• [The task]
Which lines in the records below mention the word "BackendUnavailable"? Copy each one out.

• [Extracted information]
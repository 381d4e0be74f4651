use thiserror::Error;

#[derive(Debug, Error)]
pub enum DbError {
    /// The native translator cannot express a predicate. Recovered internally by the
    /// fallback path; `find` never returns it.
    #[error("Translation error: {0}")]
    Translation(String),

    /// The row store itself failed. Propagated unchanged, never retried.
    #[error("Backend unavailable: {0}")]
    BackendUnavailable(String),

    #[error("Malformed filter: {0}")]
    MalformedFilter(String),

    #[error("Table not found: {0}")]
    NoSuchTable(String),

    #[error("Record has no `{0}` field")]
    MissingId(String),

    #[error("Configuration error: {0}")]
    Config(String),

    #[error("I/O error: {0}")]
    Io(String),

    #[error("Serde JSON: {0}")]
    Json(#[from] serde_json::Error),

    #[error("BSON: {0}")]
    Bson(#[from] bson::error::Error),

    #[error("CSV: {0}")]
    Csv(#[from] csv::Error),

    #[error("TOML: {0}")]
    Toml(#[from] toml::de::Error),
}

impl From<std::io::Error> for DbError {
    fn from(e: std::io::Error) -> Self {
        Self::Io(e.to_string())
    }
}

impl DbError {
    /// True for failures that originate in the row store rather than in the filter.
    #[must_use]
    pub const fn is_backend(&self) -> bool {
        matches!(self, Self::BackendUnavailable(_) | Self::NoSuchTable(_))
    }
}
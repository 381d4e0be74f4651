use bson::{Bson, Document, doc};
use rowbridge::MemoryStore;

/// Store with one table holding `rows`.
pub fn store_with(table: &str, rows: Vec<Document>) -> MemoryStore {
    let store = MemoryStore::new();
    store.create_table(table);
    store.insert_many(table, rows);
    store
}

pub fn ids(rows: &[Document]) -> Vec<i32> {
    rows.iter().map(|d| d.get_i32("id").unwrap()).collect()
}

pub fn bookings() -> Vec<Document> {
    vec![
        doc! { "id": 1, "status": "booked", "user": "u1", "note": Bson::Null, "created_at": "2024-05-01T10:00:00Z" },
        doc! { "id": 2, "status": "pending", "user": "u2", "note": "", "created_at": "2024-05-02T10:00:00Z" },
        doc! { "id": 3, "status": "cancelled", "user": "u1", "created_at": "2024-05-03T10:00:00Z" },
        doc! { "id": 4, "status": "booked", "user": "u3", "note": "vip", "created_at": "2024-05-04T10:00:00Z" },
    ]
}
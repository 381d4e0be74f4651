//! Developer logging ("level 6") with a thread-local capture sink.
//!
//! Query execution emits one `dev6!` JSON line per call (table, path taken, duration,
//! row count). Tests enable the sink on their own thread and assert on those lines
//! without racing on the global logger.

use std::cell::RefCell;

thread_local! {
    static TL_SINK: RefCell<Option<Vec<String>>> = const { RefCell::new(None) };
}

/// Disables the thread-local sink on drop.
pub struct DevSinkGuard;

impl Drop for DevSinkGuard {
    fn drop(&mut self) {
        TL_SINK.with(|s| *s.borrow_mut() = None);
    }
}

/// Start capturing on the current thread until the guard drops.
pub fn enable_thread_sink() -> DevSinkGuard {
    TL_SINK.with(|s| *s.borrow_mut() = Some(Vec::new()));
    DevSinkGuard
}

pub fn write_str(msg: &str) {
    TL_SINK.with(|s| {
        if let Some(buf) = s.borrow_mut().as_mut() {
            buf.push(msg.to_owned());
        }
    });
}

/// Take everything captured so far on this thread. Empty when capture is off.
pub fn drain() -> Vec<String> {
    TL_SINK.with(|s| s.borrow_mut().as_mut().map(std::mem::take).unwrap_or_default())
}

/// Emit a developer log line, capturing it when the thread sink is on.
#[macro_export]
macro_rules! dev6 {
    ($($arg:tt)*) => {{
        let __s = format!($($arg)*);
        $crate::utils::devlog::write_str(&__s);
        log::log!(target: "rowbridge::dev6", log::Level::Trace, "{}", __s);
    }};
}
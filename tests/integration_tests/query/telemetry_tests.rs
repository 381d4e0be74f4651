use bson::doc;
use parking_lot::RwLock;
use rowbridge::query::{self, FindOptions, parse_filter, telemetry};
use std::sync::Arc;

use crate::integration_tests::_support::store_with;

fn counter(name: &str) -> u64 {
    telemetry::metrics_text()
        .lines()
        .find_map(|l| l.strip_prefix(&format!("rowbridge_{name} ")).map(|v| v.parse().unwrap()))
        .unwrap()
}

#[tokio::test]
async fn query_lines_record_path_and_hide_filter_values() {
    let sink = Arc::new(RwLock::new(Vec::new()));
    telemetry::set_query_sink_for_tests(sink.clone());
    let store = store_with("telemetry_lines", vec![doc! { "id": 1, "secret": "hunter2" }]);
    let native = parse_filter(&doc! { "secret": "hunter2" }).unwrap();
    let or = parse_filter(&doc! { "$or": [ { "secret": "hunter2" } ] }).unwrap();
    query::find(&store, "telemetry_lines", &native, &FindOptions::default()).await.unwrap();
    query::find(&store, "telemetry_lines", &or, &FindOptions::default()).await.unwrap();

    let lines: Vec<serde_json::Value> = sink
        .read()
        .iter()
        .map(|l| serde_json::from_str::<serde_json::Value>(l).unwrap())
        .filter(|v| v["table"] == "telemetry_lines")
        .collect();
    assert_eq!(lines.len(), 2);
    assert_eq!(lines[0]["path"], "native");
    assert_eq!(lines[1]["path"], "fallback");
    assert_eq!(lines[0]["rows"], 1);
    assert_eq!(lines[0]["filter_hash"].as_str().unwrap().len(), 64);
    assert!(lines.iter().all(|l| !l.to_string().contains("hunter2")));
}

#[tokio::test]
async fn counters_move_with_each_path() {
    let store = store_with("telemetry_counts", vec![doc! { "id": 1, "name": "Museum" }]);
    let fallback_before = counter("fallback_total");
    let translation_before = counter("translation_fallbacks_total");
    let native_before = counter("native_total");

    let cs = parse_filter(&doc! { "name": { "$regex": "^M", "$options": "s" } }).unwrap();
    let rows = query::find(&store, "telemetry_counts", &cs, &FindOptions::default()).await.unwrap();
    assert_eq!(rows.len(), 1);
    let eq = parse_filter(&doc! { "id": 1 }).unwrap();
    query::find(&store, "telemetry_counts", &eq, &FindOptions::default()).await.unwrap();

    assert!(counter("fallback_total") > fallback_before);
    assert!(counter("translation_fallbacks_total") > translation_before);
    assert!(counter("native_total") > native_before);
}

#[tokio::test]
async fn backend_errors_are_counted() {
    let store = store_with("telemetry_errors", vec![]);
    store.set_offline(true);
    let before = counter("backend_errors_total");
    let f = parse_filter(&doc! {}).unwrap();
    assert!(query::find(&store, "telemetry_errors", &f, &FindOptions::default()).await.is_err());
    assert!(counter("backend_errors_total") > before);
}

#[tokio::test]
async fn query_log_file_gets_json_lines() {
    let dir = tempfile::tempdir().unwrap();
    let path = dir.path().join("queries.log");
    telemetry::set_query_log(path.clone(), None);
    let store = store_with("telemetry_file", vec![doc! { "id": 1 }]);
    let f = parse_filter(&doc! { "id": 1 }).unwrap();
    query::find(&store, "telemetry_file", &f, &FindOptions::default()).await.unwrap();
    let text = std::fs::read_to_string(&path).unwrap();
    assert!(text.lines().any(|l| l.contains("\"table\":\"telemetry_file\"")));
}
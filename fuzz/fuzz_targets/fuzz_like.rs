#![no_main]
use libfuzzer_sys::fuzz_target;
use rowbridge::query::escape_pattern;
use rowbridge::store::like_match;

fuzz_target!(|input: (String, String)| {
    let (text, needle) = input;
    if text.len() > 1024 || needle.len() > 256 { return; }
    // An escaped needle is a literal substring test
    let pattern = format!("%{}%", escape_pattern(&needle));
    assert_eq!(like_match(&text, &pattern, false), text.contains(&needle));
});
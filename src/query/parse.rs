use crate::errors::DbError;
use bson::{Bson, Document};
use serde::{Deserialize, Serialize};

use super::types::{Filter, FindOptions, OrBranch, Order, Predicate, SortSpec};

const OR_KEY: &str = "$or";
const REGEX_KEY: &str = "$regex";
const OPTIONS_KEY: &str = "$options";
const IN_KEY: &str = "$in";
const NE_KEY: &str = "$ne";
const EXISTS_KEY: &str = "$exists";

/// Flags used when `$regex` arrives without `$options` (or with an empty one).
pub const DEFAULT_REGEX_OPTIONS: &str = "i";

/// Parse a filter document into a conjunction of predicates.
///
/// Field values are read as follows:
/// - array: `In`
/// - sub-document with a recognized operator: that operator, checked in the order
///   `$regex`, `$in`, `$ne`, `$exists` (the first hit wins, other keys are ignored)
/// - sub-document without one: equality against the whole sub-document. Unknown
///   operators such as `$gt` land here and never raise.
/// - anything else: equality
///
/// # Errors
/// Returns `MalformedFilter` when `$or` is not an array of non-empty documents, or an
/// operator operand has the wrong shape.
pub fn parse_filter(doc: &Document) -> Result<Filter, DbError> {
    let mut predicates = Vec::with_capacity(doc.len());
    for (key, value) in doc {
        if key == OR_KEY {
            predicates.push(parse_or(value)?);
        } else {
            predicates.push(parse_field(key, value)?);
        }
    }
    Ok(Filter { predicates })
}

/// # Errors
/// Returns an error if the JSON is not an object or the filter is malformed.
pub fn parse_filter_json(json: &str) -> Result<Filter, DbError> {
    let doc = crate::utils::json::parse_json_to_document(json)?;
    parse_filter(&doc)
}

fn parse_or(value: &Bson) -> Result<Predicate, DbError> {
    let Bson::Array(items) = value else {
        return Err(DbError::MalformedFilter(format!("$or expects an array, got {value}")));
    };
    let mut branches = Vec::with_capacity(items.len());
    for (i, item) in items.iter().enumerate() {
        let Bson::Document(cond) = item else {
            return Err(DbError::MalformedFilter(format!("$or[{i}] is not a document")));
        };
        // Only the first key of each branch is read; extra keys are ignored.
        let Some((field, target)) = cond.iter().next() else {
            return Err(DbError::MalformedFilter(format!("$or[{i}] is empty")));
        };
        if cond.len() > 1 {
            log::debug!("$or[{i}] has {} keys; only `{field}` is used", cond.len());
        }
        branches.push(OrBranch { field: field.clone(), value: target.clone() });
    }
    Ok(Predicate::Or(branches))
}

fn parse_field(field: &str, value: &Bson) -> Result<Predicate, DbError> {
    let field = field.to_string();
    match value {
        Bson::Array(values) => Ok(Predicate::In { field, values: values.clone() }),
        Bson::RegularExpression(re) => Ok(Predicate::MatchesPattern {
            field,
            pattern: re.pattern.as_str().to_string(),
            options: regex_options(Some(re.options.as_str())),
        }),
        Bson::Document(sub) => parse_operator(field, sub),
        other => Ok(Predicate::Equals { field, value: other.clone() }),
    }
}

fn parse_operator(field: String, sub: &Document) -> Result<Predicate, DbError> {
    if let Some(pattern) = sub.get(REGEX_KEY) {
        let options = match sub.get(OPTIONS_KEY) {
            None => None,
            Some(Bson::String(s)) => Some(s.as_str()),
            Some(other) => {
                return Err(DbError::MalformedFilter(format!(
                    "{OPTIONS_KEY} on `{field}` must be a string, got {other}"
                )));
            }
        };
        return match pattern {
            Bson::String(p) => {
                Ok(Predicate::MatchesPattern { field, pattern: p.clone(), options: regex_options(options) })
            }
            Bson::RegularExpression(re) => Ok(Predicate::MatchesPattern {
                field,
                pattern: re.pattern.as_str().to_string(),
                options: regex_options(options.or(Some(re.options.as_str()))),
            }),
            other => Err(DbError::MalformedFilter(format!(
                "{REGEX_KEY} on `{field}` must be a string, got {other}"
            ))),
        };
    }
    if let Some(set) = sub.get(IN_KEY) {
        return match set {
            Bson::Array(values) => Ok(Predicate::In { field, values: values.clone() }),
            other => Err(DbError::MalformedFilter(format!(
                "{IN_KEY} on `{field}` must be an array, got {other}"
            ))),
        };
    }
    if let Some(v) = sub.get(NE_KEY) {
        return Ok(Predicate::NotEquals { field, value: v.clone() });
    }
    if let Some(v) = sub.get(EXISTS_KEY) {
        // Only a literal `false` means "absent".
        let present = !matches!(v, Bson::Boolean(false));
        return Ok(Predicate::Exists { field, present });
    }
    // Unrecognized shape: legacy pass-through equality on the whole sub-document.
    Ok(Predicate::Equals { field, value: Bson::Document(sub.clone()) })
}

fn regex_options(raw: Option<&str>) -> String {
    match raw {
        Some(s) if !s.is_empty() => s.to_string(),
        _ => DEFAULT_REGEX_OPTIONS.to_string(),
    }
}

/// Parse a sort document such as `{ "created_at": -1, "name": "asc" }`.
/// `-1`, `"desc"` and `"descending"` sort descending; any other value ascends.
#[must_use]
pub fn parse_sort(doc: &Document) -> Vec<SortSpec> {
    doc.iter()
        .map(|(field, dir)| SortSpec { field: field.clone(), order: parse_direction(dir) })
        .collect()
}

/// # Errors
/// Returns an error if the JSON is not an object.
pub fn parse_sort_json(json: &str) -> Result<Vec<SortSpec>, DbError> {
    let doc = crate::utils::json::parse_json_to_document(json)?;
    Ok(parse_sort(&doc))
}

fn parse_direction(dir: &Bson) -> Order {
    let desc = match dir {
        Bson::Int32(i) => *i == -1,
        Bson::Int64(i) => *i == -1,
        Bson::Double(f) => (*f + 1.0).abs() < f64::EPSILON,
        Bson::String(s) => matches!(s.to_ascii_lowercase().as_str(), "desc" | "descending"),
        _ => false,
    };
    if desc { Order::Desc } else { Order::Asc }
}

// Serde-facing shape of `{ "sort": {...}, "limit": N }`
#[derive(Debug, Default, Clone, Serialize, Deserialize)]
pub struct FindOptionsSerde {
    #[serde(default)]
    pub sort: Option<Document>,
    #[serde(default)]
    pub limit: Option<usize>,
}

impl From<FindOptionsSerde> for FindOptions {
    fn from(fs: FindOptionsSerde) -> Self {
        Self { sort: fs.sort.as_ref().map(parse_sort), limit: fs.limit }
    }
}

/// # Errors
/// Returns an error if the JSON cannot be parsed into find options.
pub fn parse_find_options_json(json: &str) -> Result<FindOptions, DbError> {
    let fs: FindOptionsSerde = serde_json::from_str(json)?;
    Ok(fs.into())
}
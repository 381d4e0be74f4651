//! MongoDB-shaped query filters over a relational row store.
//!
//! `query::find` translates a filter into native row-store constraints when it can,
//! and otherwise fetches the table and evaluates the filter in memory. Both paths
//! return the same rows in the same order.

pub mod cli;
pub mod config;
pub mod errors;
pub mod model;
pub mod normalize;
pub mod query;
pub mod store;
pub mod types;
pub mod utils;

pub use utils::logger;

pub use errors::DbError;
pub use model::{Model, ModelFactory, TableModel};
pub use query::{Filter, FindOptions, Predicate, SortSpec, find};
pub use store::{MemoryStore, RowStore};

/// Configure logging from `ROWBRIDGE_*` environment variables.
///
/// # Errors
/// Returns an error if logging was already initialized or an appender cannot be built.
pub fn init() -> Result<(), Box<dyn std::error::Error>> {
    logger::configure_from_env()
}
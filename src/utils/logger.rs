use log::LevelFilter;
use log4rs::append::console::ConsoleAppender;
use log4rs::append::rolling_file::RollingFileAppender;
use log4rs::append::rolling_file::policy::compound::{
    CompoundPolicy, roll::fixed_window::FixedWindowRoller, trigger::size::SizeTrigger,
};
use log4rs::config::{Appender, Config, Logger, Root};
use log4rs::encode::pattern::PatternEncoder;
use std::path::{Path, PathBuf};

const PATTERN: &str = "{d(%Y-%m-%d %H:%M:%S%.3f)} [{l}] {t} - {m}{n}";
const ROLL_SIZE: u64 = 10 * 1024 * 1024;

/// Map `error|warn|info|debug|trace` to a filter; anything else is `info`.
#[must_use]
pub fn parse_level(level: Option<&str>) -> LevelFilter {
    match level.unwrap_or("info").to_ascii_lowercase().as_str() {
        "error" => LevelFilter::Error,
        "warn" => LevelFilter::Warn,
        "debug" => LevelFilter::Debug,
        "trace" => LevelFilter::Trace,
        "off" => LevelFilter::Off,
        _ => LevelFilter::Info,
    }
}

fn rolling(
    base: &Path,
    name: &str,
    keep: u32,
) -> Result<RollingFileAppender, Box<dyn std::error::Error>> {
    let roller = FixedWindowRoller::builder()
        .build(&format!("{}", base.join(format!("{name}.{{}}.log")).display()), keep)?;
    let policy = CompoundPolicy::new(Box::new(SizeTrigger::new(ROLL_SIZE)), Box::new(roller));
    Ok(RollingFileAppender::builder()
        .encoder(Box::new(PatternEncoder::new(PATTERN)))
        .build(base.join(format!("{name}.log")), Box::new(policy))?)
}

/// Build the log4rs configuration.
/// - `dir`: base directory for `app.log`, `metrics.log` (and `dev6.log`); `None` logs to stderr.
/// - `level`: error|warn|info|debug|trace
/// - `retention`: number of rolled files to keep (default 7)
///
/// # Errors
/// Returns an error if the directory or an appender cannot be created.
pub fn build_config(
    dir: Option<&Path>,
    level: Option<&str>,
    retention: Option<usize>,
    enable_dev6: bool,
) -> Result<Config, Box<dyn std::error::Error>> {
    let lvl = parse_level(level);
    let keep = u32::try_from(retention.unwrap_or(7)).unwrap_or(u32::MAX);
    let Some(base) = dir else {
        let console = ConsoleAppender::builder()
            .target(log4rs::append::console::Target::Stderr)
            .encoder(Box::new(PatternEncoder::new(PATTERN)))
            .build();
        return Ok(Config::builder()
            .appender(Appender::builder().build("console", Box::new(console)))
            .logger(Logger::builder().additive(false).build("rowbridge::dev6", LevelFilter::Off))
            .build(Root::builder().appender("console").build(lvl))?);
    };
    std::fs::create_dir_all(base)?;
    let mut builder = Config::builder()
        .appender(Appender::builder().build("app", Box::new(rolling(base, "app", keep)?)))
        .appender(Appender::builder().build("metrics", Box::new(rolling(base, "metrics", keep)?)))
        .logger(Logger::builder().appender("metrics").additive(false).build("rowbridge::metrics", lvl));
    builder = if enable_dev6 {
        builder
            .appender(Appender::builder().build("dev6", Box::new(rolling(base, "dev6", keep)?)))
            .logger(
                Logger::builder().appender("dev6").additive(false).build("rowbridge::dev6", LevelFilter::Trace),
            )
    } else {
        builder.logger(Logger::builder().additive(false).build("rowbridge::dev6", LevelFilter::Off))
    };
    Ok(builder.build(Root::builder().appender("app").build(lvl))?)
}

/// Configure logging globally for the process. A second call in the same process is
/// ignored by log4rs and reported as an error.
///
/// # Errors
/// Returns an error if the configuration cannot be built or installed.
pub fn configure_logging(
    dir: Option<&Path>,
    level: Option<&str>,
    retention: Option<usize>,
) -> Result<(), Box<dyn std::error::Error>> {
    configure_logging_with_dev(dir, level, retention, false)
}

/// # Errors
/// Returns an error if the configuration cannot be built or installed.
pub fn configure_logging_with_dev(
    dir: Option<&Path>,
    level: Option<&str>,
    retention: Option<usize>,
    enable_dev6: bool,
) -> Result<(), Box<dyn std::error::Error>> {
    let config = build_config(dir, level, retention, enable_dev6)?;
    log4rs::init_config(config)?;
    Ok(())
}

/// Configure logging from environment variables if present:
/// - `ROWBRIDGE_LOG_DIR`
/// - `ROWBRIDGE_LOG_LEVEL`
/// - `ROWBRIDGE_LOG_RETENTION`
/// - `ROWBRIDGE_DEV6`
///
/// # Errors
/// Returns an error if the configuration cannot be built or installed.
pub fn configure_from_env() -> Result<(), Box<dyn std::error::Error>> {
    let dir = std::env::var("ROWBRIDGE_LOG_DIR").ok().map(PathBuf::from);
    let level = std::env::var("ROWBRIDGE_LOG_LEVEL").ok();
    let retention =
        std::env::var("ROWBRIDGE_LOG_RETENTION").ok().and_then(|s| s.parse::<usize>().ok());
    let dev6_enabled = std::env::var("ROWBRIDGE_DEV6")
        .map(|s| matches!(s.to_ascii_lowercase().as_str(), "1" | "true" | "yes"))
        .unwrap_or(false);
    configure_logging_with_dev(dir.as_deref(), level.as_deref(), retention, dev6_enabled)
}
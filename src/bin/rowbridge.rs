use clap::{Parser, Subcommand};
use rowbridge::cli::{self as prog_cli, OutputFormat};
use rowbridge::config::AdapterConfig;
use rowbridge::query::telemetry;
use std::path::PathBuf;

#[derive(Parser, Debug)]
#[command(name = "rowbridge", version, about = "Run MongoDB-style filters against tabular JSON data", long_about = None)]
struct Cli {
    /// Path to a config file (TOML)
    #[arg(long, help = "Path to a config file (TOML). Env vars and ./rowbridge.toml are also read.")]
    config: Option<PathBuf>,
    #[arg(long, help = "Log level: error|warn|info|debug|trace (overrides config)")]
    log_level: Option<String>,
    #[arg(long, help = "Append one JSON line per query to this file")]
    query_log: Option<PathBuf>,
    #[command(subcommand)]
    command: Commands,
}

#[derive(Subcommand, Debug)]
enum Commands {
    #[command(about = "Find rows in a table of a JSON data file")]
    Find {
        #[arg(long, help = "JSON file holding { \"table\": [ {...}, ... ] }")]
        data: PathBuf,
        #[arg(long, help = "Table name")]
        table: String,
        #[arg(long, help = "Filter as JSON, e.g. '{\"status\":{\"$ne\":\"cancelled\"}}'")]
        filter: Option<String>,
        #[arg(long, help = "Sort as JSON, e.g. '{\"created_at\":-1}'")]
        sort: Option<String>,
        #[arg(long, help = "Maximum rows to return (0 = unlimited)")]
        limit: Option<usize>,
        #[arg(long, default_value = "json", help = "Output format: json|ndjson|csv")]
        format: String,
    },
    #[command(about = "Show whether a filter runs natively or through the fallback scan")]
    Explain {
        #[arg(long)]
        filter: Option<String>,
        #[arg(long)]
        sort: Option<String>,
        #[arg(long)]
        limit: Option<usize>,
    },
    #[command(about = "Count rows matching a filter")]
    Count {
        #[arg(long)]
        data: PathBuf,
        #[arg(long)]
        table: String,
        #[arg(long)]
        filter: Option<String>,
    },
    #[command(about = "Print query counters")]
    Metrics,
}

fn to_command(cmd: Commands) -> Result<prog_cli::Command, Box<dyn std::error::Error>> {
    Ok(match cmd {
        Commands::Find { data, table, filter, sort, limit, format } => prog_cli::Command::Find {
            data,
            table,
            filter_json: filter,
            sort_json: sort,
            limit,
            format: format.parse::<OutputFormat>()?,
        },
        Commands::Explain { filter, sort, limit } => {
            prog_cli::Command::Explain { filter_json: filter, sort_json: sort, limit }
        }
        Commands::Count { data, table, filter } => {
            prog_cli::Command::Count { data, table, filter_json: filter }
        }
        Commands::Metrics => prog_cli::Command::Metrics,
    })
}

#[tokio::main]
async fn main() {
    let cli = Cli::parse();
    let cfg = AdapterConfig::load(cli.config.as_deref());
    let level = cli.log_level.clone().or_else(|| cfg.log_level.clone());
    if let Err(e) = rowbridge::logger::configure_logging(cfg.log_dir.as_deref(), level.as_deref(), None) {
        eprintln!("warning: logging not configured: {e}");
    }
    if let Some(ms) = cfg.slow_query_ms {
        telemetry::set_slow_query_ms(ms);
    }
    if let Some(path) = cli.query_log.clone() {
        telemetry::set_query_log(path, cfg.slow_query_ms);
    }
    log::debug!("database_type={} id_field={}", cfg.database_type(), cfg.id_field());
    if let Err(e) = cfg.validate_if_configured() {
        eprintln!("error: {e}");
        std::process::exit(1);
    }

    let r = match to_command(cli.command) {
        Ok(cmd) => {
            let mut stdout = std::io::stdout().lock();
            prog_cli::run(cmd, &mut stdout).await.map_err(Into::into)
        }
        Err(e) => Err(e),
    };
    if let Err(e) = r {
        eprintln!("error: {e}");
        std::process::exit(1);
    }
}
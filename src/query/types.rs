use bson::Bson;
use serde::{Deserialize, Serialize};

/// Field used for ordering when the caller gives no sort.
pub const DEFAULT_SORT_FIELD: &str = "created_at";

#[derive(Debug, Clone, Copy, PartialEq, Eq, Serialize, Deserialize)]
pub enum Order {
    Asc,
    Desc,
}

#[derive(Debug, Clone, PartialEq, Eq, Serialize, Deserialize)]
pub struct SortSpec {
    pub field: String,
    pub order: Order,
}

impl SortSpec {
    pub fn asc(field: impl Into<String>) -> Self {
        Self { field: field.into(), order: Order::Asc }
    }

    pub fn desc(field: impl Into<String>) -> Self {
        Self { field: field.into(), order: Order::Desc }
    }
}

/// Options for `find`.
#[derive(Debug, Clone, Default, PartialEq, Eq, Serialize, Deserialize)]
pub struct FindOptions {
    pub sort: Option<Vec<SortSpec>>,
    /// `Some(0)` is treated the same as `None`.
    pub limit: Option<usize>,
}

impl FindOptions {
    /// The sort actually applied: the caller's, or `created_at` descending.
    #[must_use]
    pub fn effective_sort(&self) -> Vec<SortSpec> {
        match &self.sort {
            Some(s) => s.clone(),
            None => vec![SortSpec::desc(DEFAULT_SORT_FIELD)],
        }
    }

    #[must_use]
    pub fn effective_limit(&self) -> Option<usize> {
        self.limit.filter(|n| *n > 0)
    }

    #[must_use]
    pub fn with_limit(mut self, limit: usize) -> Self {
        self.limit = Some(limit);
        self
    }

    #[must_use]
    pub fn with_sort(mut self, sort: Vec<SortSpec>) -> Self {
        self.sort = Some(sort);
        self
    }
}

/// One branch of an `$or` clause: a single-field equality.
#[derive(Debug, Clone, PartialEq)]
pub struct OrBranch {
    pub field: String,
    pub value: Bson,
}

#[derive(Debug, Clone, PartialEq)]
pub enum Predicate {
    Equals { field: String, value: Bson },
    In { field: String, values: Vec<Bson> },
    NotEquals { field: String, value: Bson },
    Exists { field: String, present: bool },
    /// `options` holds the raw `$options` flags (`i`, `m`, `s`, `x`).
    MatchesPattern { field: String, pattern: String, options: String },
    Or(Vec<OrBranch>),
}

impl Predicate {
    /// The field this predicate constrains; `None` for `Or`, which spans fields.
    #[must_use]
    pub fn field(&self) -> Option<&str> {
        match self {
            Self::Equals { field, .. }
            | Self::In { field, .. }
            | Self::NotEquals { field, .. }
            | Self::Exists { field, .. }
            | Self::MatchesPattern { field, .. } => Some(field),
            Self::Or(_) => None,
        }
    }
}

/// Conjunction of predicates parsed from one filter document. Empty matches everything.
#[derive(Debug, Clone, Default, PartialEq)]
pub struct Filter {
    pub predicates: Vec<Predicate>,
}

impl Filter {
    #[must_use]
    pub const fn all() -> Self {
        Self { predicates: Vec::new() }
    }

    #[must_use]
    pub fn is_match_all(&self) -> bool {
        self.predicates.is_empty()
    }

    #[must_use]
    pub fn has_or(&self) -> bool {
        self.predicates.iter().any(|p| matches!(p, Predicate::Or(_)))
    }
}

impl From<Vec<Predicate>> for Filter {
    fn from(predicates: Vec<Predicate>) -> Self {
        Self { predicates }
    }
}

/// Null, undefined and empty string are interchangeable targets in `$or` branches.
#[must_use]
pub fn is_null_equivalent(v: Option<&Bson>) -> bool {
    match v {
        None | Some(Bson::Null | Bson::Undefined) => true,
        Some(Bson::String(s)) => s.is_empty(),
        Some(_) => false,
    }
}

/// Null or undefined (SQL NULL); empty string is a value here.
#[must_use]
pub fn is_null(v: Option<&Bson>) -> bool {
    matches!(v, None | Some(Bson::Null | Bson::Undefined))
}

/// `$regex` flags that request case-insensitive matching.
#[must_use]
pub fn options_case_insensitive(options: &str) -> bool {
    options.contains('i')
}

• [Reply]
    BackendUnavailable(String),
        matches!(self, Self::BackendUnavailable(_) | Self::NoSuchTable(_))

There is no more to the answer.